La crise Covid a-t-elle eu une incidence sur l’aggravation de notre système de santé et son devenir ?
Cette crise a mis notre système en tension et révélé que les moyens humains n’étaient pas infinis. Cela doit nous inciter à réfléchir sur l’organisation de notre système de santé, notamment pour les soins de ville. On a 23 millions de passages aux urgences en France. C’est le double de l’Allemagne. Pourquoi ? Parce que la permanence de soins n’est plus garantie et cela pèse sur l’hôpital qui n’est plus en mesure d’assurer sa mission première.
Il existe des solutions. Il faut les mettre en œuvre rapidement. Sinon, on ne fera que gérer la pénurie, que ce soit en soins de ville ou à l’hôpital.
“Le rôle des complémentaires reste donc indispensable”
Compte tenu du contexte politique et social, le projet de « Grand Sécu » risque-t-il de revenir au cœur du débat ?
La priorité, c’est l’accès aux soins. Notre système actuel n’est pas parfait. Malgré tout, la complémentarité entre Assurance maladie obligatoire et complémentaire santé garantit aux Français le reste à charge le plus bas d’Europe. Le rôle des complémentaires reste donc indispensable. Et puis, c’est l’émulation qui permet d’innover. N’oublions pas que ce sont les mutuelles qui ont initié la télémédecine, longtemps contre l’avis de l’assurance maladie. Heureusement que l’on a persisté car les téléconsultations se sont révélées bien utile durant la crise Covid.
Ce sont aussi les mutuelles qui ont initié les réseaux conventionnés pour réduire les restes à charge, préfiguration du 100% santé. Bref, l’intérêt de notre système de santé comme des assurés sociaux et des professionnels de santé passe par une émulation entre les opérateurs.

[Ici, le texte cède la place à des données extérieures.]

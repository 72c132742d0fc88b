//! Calculator window

use egui::Context;
use igore_calc::display;
use igore_calc::keypad::{self, Button, ButtonKind, Outcome, Status, LAYOUT};
use igore_calc::{CalcSettings, Calculator, Locale, ERROR_SENTINEL};
use igore_core::dither;
use igore_core::repaint::RepaintController;
use igore_core::safety;
use igore_core::theme::{menu_bar, IgoreColors};
use igore_core::widgets::{lcd_display, status_bar, KeyButton, KeyStyle};
use std::path::PathBuf;

pub const WINDOW_WIDTH: f32 = 300.0;
const HEIGHT_WITH_STATUS: f32 = 450.0;
const HEIGHT_WITHOUT_STATUS: f32 = 420.0;
const KEY_HEIGHT: f32 = 52.0;
const KEY_GAP: f32 = 6.0;

pub fn window_height(show_status: bool) -> f32 {
    if show_status {
        HEIGHT_WITH_STATUS
    } else {
        HEIGHT_WITHOUT_STATUS
    }
}

pub struct CalcApp {
    calc: Calculator,
    display_value: String,
    status: Status,
    settings: CalcSettings,
    settings_path: PathBuf,
    prev_show_status: bool,
    show_about: bool,
    repaint: RepaintController,
}

impl CalcApp {
    pub fn new(_cc: &eframe::CreationContext<'_>, settings: CalcSettings, settings_path: PathBuf) -> Self {
        let calc = Calculator::new();
        Self {
            display_value: calc.display(),
            calc,
            status: Status::Ready,
            prev_show_status: settings.show_status,
            settings,
            settings_path,
            show_about: false,
            repaint: RepaintController::new(),
        }
    }

    fn press(&mut self, button: Button) {
        let calc = &mut self.calc;
        let outcome = safety::catch_or_else(
            |message| Outcome {
                display: ERROR_SENTINEL.to_string(),
                status: Status::Internal(message.to_string()),
            },
            || keypad::dispatch(calc, button),
        );
        self.display_value = outcome.display;
        self.status = outcome.status;
    }

    fn update_settings(&mut self, change: impl FnOnce(&mut CalcSettings)) {
        change(&mut self.settings);
        self.settings.save(&self.settings_path);
        self.repaint.mark_needs_repaint();
    }

    fn key_style(kind: ButtonKind) -> KeyStyle {
        match kind {
            ButtonKind::Digit => KeyStyle::Plain,
            ButtonKind::Function | ButtonKind::Clear => KeyStyle::Outlined,
            ButtonKind::Operator => KeyStyle::Inverted,
        }
    }

    fn render_display(&self, ui: &mut egui::Ui) {
        let text = display::render(&self.display_value, self.settings.locale);
        lcd_display(ui, &text, 56.0, 32.0);
    }

    fn render_keypad(&mut self, ui: &mut egui::Ui) {
        let key_w = (ui.available_width() - KEY_GAP * 3.0) / 4.0;
        let size = egui::vec2(key_w, KEY_HEIGHT);

        let mut clicked = None;
        ui.spacing_mut().item_spacing = egui::vec2(KEY_GAP, KEY_GAP);
        for row in LAYOUT.iter() {
            ui.horizontal(|ui| {
                for &button in row {
                    let key = KeyButton::new(button.label(), size).style(Self::key_style(button.kind()));
                    if ui.add(key).clicked() {
                        clicked = Some(button);
                    }
                }
            });
        }

        if let Some(button) = clicked {
            self.press(button);
        }
    }

    fn render_menu(&mut self, ctx: &Context) {
        egui::TopBottomPanel::top("menu").show(ctx, |ui| {
            menu_bar(ui, |ui| {
                ui.menu_button("view", |ui| {
                    for locale in Locale::ALL {
                        if ui.selectable_label(self.settings.locale == locale, locale.native_name()).clicked() {
                            self.update_settings(|s| s.locale = locale);
                            ui.close_menu();
                        }
                    }
                    ui.separator();
                    let mut show_status = self.settings.show_status;
                    if ui.checkbox(&mut show_status, "status line").changed() {
                        self.update_settings(|s| s.show_status = show_status);
                        ui.close_menu();
                    }
                });
                ui.menu_button("help", |ui| {
                    if ui.button("about").clicked() {
                        self.show_about = true;
                        ui.close_menu();
                    }
                });
            });
        });
    }

    fn render_about(&mut self, ctx: &Context) {
        let resp = egui::Window::new("about calculator")
            .collapsible(false)
            .resizable(false)
            .default_width(240.0)
            .show(ctx, |ui| {
                ui.vertical_centered(|ui| {
                    ui.heading("calculator");
                    ui.label(format!("version {}", env!("CARGO_PKG_VERSION")));
                });
                ui.add_space(4.0);
                ui.separator();
                ui.label("+ − × ÷ evaluate left to right:");
                ui.label("  2 + 3 × 4 = 20");
                ui.label("± √ x² act on the entry at once.");
                ui.label("AC clears everything, errors included.");
                ui.add_space(4.0);
                ui.vertical_centered(|ui| {
                    if ui.button("ok").clicked() {
                        self.show_about = false;
                    }
                });
            });
        if let Some(r) = &resp {
            dither::paint_window_shadow(ctx, r.response.rect);
        }
    }
}

impl eframe::App for CalcApp {
    fn update(&mut self, ctx: &Context, _frame: &mut eframe::Frame) {
        self.repaint.begin_frame(ctx);

        if self.settings.show_status != self.prev_show_status {
            ctx.send_viewport_cmd(egui::ViewportCommand::InnerSize(egui::vec2(
                WINDOW_WIDTH,
                window_height(self.settings.show_status),
            )));
            self.prev_show_status = self.settings.show_status;
        }

        self.render_menu(ctx);

        if self.settings.show_status {
            let text = self.settings.locale.status_text(&self.status);
            egui::TopBottomPanel::bottom("status").show(ctx, |ui| {
                status_bar(ui, &text);
            });
        }

        egui::CentralPanel::default()
            .frame(egui::Frame::none().fill(IgoreColors::WHITE).inner_margin(egui::Margin::same(8.0)))
            .show(ctx, |ui| {
                self.render_display(ui);
                ui.add_space(8.0);
                self.render_keypad(ui);
            });

        if self.show_about {
            self.render_about(ctx);
        }

        self.repaint.end_frame(ctx);
    }
}
//! Checkerboard dither overlays.
//!
//! On a black-and-white screen a pressed or hovered key cannot be tinted,
//! so it gets a checkerboard of 1px dots instead. The content underneath
//! stays readable.

use egui::{Color32, Painter, Pos2, Rect, Vec2};

/// Dot positions of a checkerboard over `rect`.
///
/// `spacing` 1 marks every other pixel; larger values spread the dots out
/// for a lighter tone. Bounds are clamped inward once so every dot lies
/// fully inside `rect`.
pub fn checker_dots(rect: Rect, spacing: u32) -> impl Iterator<Item = Pos2> {
    let step = spacing.max(1) as i32;
    let x0 = rect.min.x.ceil() as i32;
    let y0 = rect.min.y.ceil() as i32;
    let x1 = rect.max.x.floor() as i32;
    let y1 = rect.max.y.floor() as i32;

    (y0..y1).step_by(step as usize).flat_map(move |y| {
        let row = (y - y0) / step;
        let offset = if row % 2 == 0 { 0 } else { step };
        (x0 + offset..x1)
            .step_by((step * 2) as usize)
            .map(move |x| Pos2::new(x as f32, y as f32))
    })
}

/// Paint a checkerboard of `color` dots over `rect`.
pub fn paint_checker(painter: &Painter, rect: Rect, color: Color32, spacing: u32) {
    for dot in checker_dots(rect, spacing) {
        painter.rect_filled(Rect::from_min_size(dot, Vec2::splat(1.0)), 0.0, color);
    }
}

/// Dense overlay for a key held down.
pub fn paint_pressed(painter: &Painter, rect: Rect) {
    paint_checker(painter, rect, Color32::BLACK, 1);
}

/// Sparse overlay for a key under the pointer.
pub fn paint_hover(painter: &Painter, rect: Rect) {
    paint_checker(painter, rect, Color32::BLACK, 2);
}

/// Offset dithered drop shadow under a floating window (e.g. the about box).
pub fn paint_window_shadow(ctx: &egui::Context, window_rect: Rect) {
    let shadow = window_rect.translate(Vec2::splat(4.0));
    let painter = ctx.layer_painter(egui::LayerId::new(
        egui::Order::PanelResizeLine,
        egui::Id::new("igore_shadows"),
    ));
    paint_checker(&painter, shadow, Color32::BLACK, 2);
}
//! What the screen label shows for a calculator display value.

use crate::calculator::ERROR_SENTINEL;
use crate::locale::Locale;

/// Characters that fit on the screen.
pub const DISPLAY_WIDTH: usize = 12;

/// Mantissa decimals used when a value is too wide.
pub const SCIENTIFIC_PRECISION: usize = 4;

/// Screen text for `value`.
///
/// The error sentinel becomes the localized error word. Anything wider
/// than [`DISPLAY_WIDTH`] is reformatted in scientific notation, e.g.
/// `"1234567890123"` shows as `"1.2346e12"`.
pub fn render(value: &str, locale: Locale) -> String {
    if value == ERROR_SENTINEL {
        return locale.error_word().to_string();
    }
    if value.chars().count() <= DISPLAY_WIDTH {
        return value.to_string();
    }
    match value.parse::<f64>() {
        Ok(n) if n.is_finite() => format!("{:.*e}", SCIENTIFIC_PRECISION, n),
        _ => locale.error_word().to_string(),
    }
}
//! Persisted cosmetic preferences.

use crate::locale::Locale;
use igore_core::storage::{self, config_dir};
use serde::{Deserialize, Serialize};
use std::path::{Path, PathBuf};

pub const APP_NAME: &str = "igore-calc";

#[derive(Debug, Clone, PartialEq, Serialize, Deserialize)]
#[serde(default)]
pub struct CalcSettings {
    /// Language of the error word and the status line.
    pub locale: Locale,
    /// Show the status line under the keypad.
    pub show_status: bool,
}

impl Default for CalcSettings {
    fn default() -> Self {
        Self {
            locale: Locale::English,
            show_status: true,
        }
    }
}

impl CalcSettings {
    pub fn default_path() -> PathBuf {
        config_dir(APP_NAME).join("settings.json")
    }

    /// Missing or unreadable files give the defaults.
    pub fn load(path: &Path) -> Self {
        storage::load_json_or_default(path)
    }

    pub fn save(&self, path: &Path) {
        if let Err(e) = storage::save_json(path, self) {
            tracing::warn!(path = %path.display(), error = %e, "failed to save settings");
        }
    }
}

D’où la nécessité de travailler dans une approche partenariale et non dans une démarche conflictuelle.
En résumé, quels sont les grands axes de réflexion de la Mutualité Française pour sortir de cette spirale déficitaire infernale ?
D’une part, améliorer l’accès aux soins et l’efficience des dépenses. D’autre part, promouvoir la prévention personnalisée avec une meilleure utilisation des datas pour orienter vers le bon soin au bon moment, mais aussi proposer des soins personnalisés de prévention, seule façon de réduire les inégalités en santé.
Troisième axe, lutter contre toutes les formes de fraude. Dans un système par répartition solidaire comme le nôtre, la confiance est indispensable donc la fraude inacceptable. Enfin, mettre en place une conférence des financeurs du système de santé et de protection sociale pour s’accorder sur le niveau de recettes global afin de garantir la soutenabilité du système à moyen et long terme.
À SAVOIR
Selon une enquête de la Mutualité Française qui a sondé 41 mutuelles représentant près de 19 millions de cotisants, le prix moyen des complémentaires santé devrait augmenter en moyenne d’environ 6% en 2025, après une hausse de 8,1% l’an dernier. Dans le détail, les contrats individuels devraient augmenter de 5,3%, alors que les tarifs des contrats collectifs obligatoires (souscrits par les salariés des entreprises) devraient s’envoler de 7,3%.